Smith concluded his affidavit with information about
Michael and Neysha Matos's bank accounts. According to Smith, the
account records revealed large cash deposits throughout 2020 and
2021 -- money that could not be traced to a legitimate source of
income.
B. Gonzalez's Indictment and Motion to Suppress
After the search and seizure of pills and firearms from
8 Mereline Avenue on January 25, 2022, a grand jury indicted
Gonzalez on (1) one count of possession with intent to distribute
400 grams or more of fentanyl, in violation of 21 U.S.C.

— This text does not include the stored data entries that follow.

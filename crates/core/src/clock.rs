// SPDX-License-Identifier: BUSL-1.1
// Copyright (c) 2026 Alfred Jean LLC

//! Time source for lease expiry
//!
//! Leases store an absolute `Instant` deadline and compare it against
//! the clock on every access, so expiry can be tested without sleeping.

use std::sync::{Arc, Mutex};
use std::time::{Duration, Instant};

/// Source of "now" for lease deadlines
pub trait Clock: Clone + Send + Sync + 'static {
    fn now(&self) -> Instant;

    /// Deadline of a lease granted now for `ttl`
    fn deadline(&self, ttl: Duration) -> Instant {
        self.now() + ttl
    }

    /// True once `deadline` is reached
    fn is_past(&self, deadline: Instant) -> bool {
        self.now() >= deadline
    }

    /// Time left until `deadline`, zero once it has passed
    fn remaining(&self, deadline: Instant) -> Duration {
        deadline.saturating_duration_since(self.now())
    }
}

/// Real system clock
#[derive(Clone, Debug, Default)]
pub struct SystemClock;

impl Clock for SystemClock {
    fn now(&self) -> Instant {
        Instant::now()
    }
}

/// Manually advanced clock; clones share the same time
#[derive(Clone, Debug)]
pub struct FakeClock {
    current: Arc<Mutex<Instant>>,
}

impl FakeClock {
    pub fn new() -> Self {
        Self {
            current: Arc::new(Mutex::new(Instant::now())),
        }
    }

    /// Advance the clock by the given duration
    pub fn advance(&self, duration: Duration) {
        let mut current = self.current.lock().unwrap_or_else(|e| e.into_inner());
        *current += duration;
    }

    /// Jump to a specific instant
    pub fn set(&self, instant: Instant) {
        let mut current = self.current.lock().unwrap_or_else(|e| e.into_inner());
        *current = instant;
    }
}

impl Default for FakeClock {
    fn default() -> Self {
        Self::new()
    }
}

impl Clock for FakeClock {
    fn now(&self) -> Instant {
        *self.current.lock().unwrap_or_else(|e| e.into_inner())
    }
}

#[cfg(test)]
#[path = "clock_tests.rs"]
mod tests;
// SPDX-License-Identifier: BUSL-1.1
// Copyright (c) 2026 Alfred Jean LLC

//! Client identity generation
//!
//! Every client owns leases under an identity string. Uniqueness of
//! default identities is the generator's job, not the lock layer's.

use std::sync::atomic::{AtomicU64, Ordering};
use std::sync::Arc;

/// Generates client identities
pub trait IdGen: Clone + Send + Sync {
    fn next(&self) -> String;
}

/// Random v4 UUIDs; the default for every backend client
#[derive(Clone, Debug, Default)]
pub struct UuidIdGen;

impl IdGen for UuidIdGen {
    fn next(&self) -> String {
        uuid::Uuid::new_v4().to_string()
    }
}

/// Predictable `<prefix>-<n>` identities for tests
#[derive(Clone, Debug)]
pub struct SequentialIdGen {
    prefix: String,
    counter: Arc<AtomicU64>,
}

impl SequentialIdGen {
    pub fn new(prefix: impl Into<String>) -> Self {
        Self {
            prefix: prefix.into(),
            counter: Arc::new(AtomicU64::new(1)),
        }
    }
}

impl IdGen for SequentialIdGen {
    fn next(&self) -> String {
        let n = self.counter.fetch_add(1, Ordering::SeqCst);
        format!("{}-{}", self.prefix, n)
    }
}

/// Fresh default identity for a newly constructed client
pub fn client_id() -> String {
    UuidIdGen.next()
}

#[cfg(test)]
#[path = "id_tests.rs"]
mod tests;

§§ 841(a)(1) and (b)(1)(A)(vi), and (2) one count of possession of a firearm in furtherance of a drug trafficking crime, in violation of18 U.S.C. § 924
(c)(1)(A).
Gonzalez then moved to suppress the evidence seized
during the search. He argued that Smith's affidavit relied on
stale information and failed to show a sufficient nexus between 8
Mereline Avenue and evidence of drug activity.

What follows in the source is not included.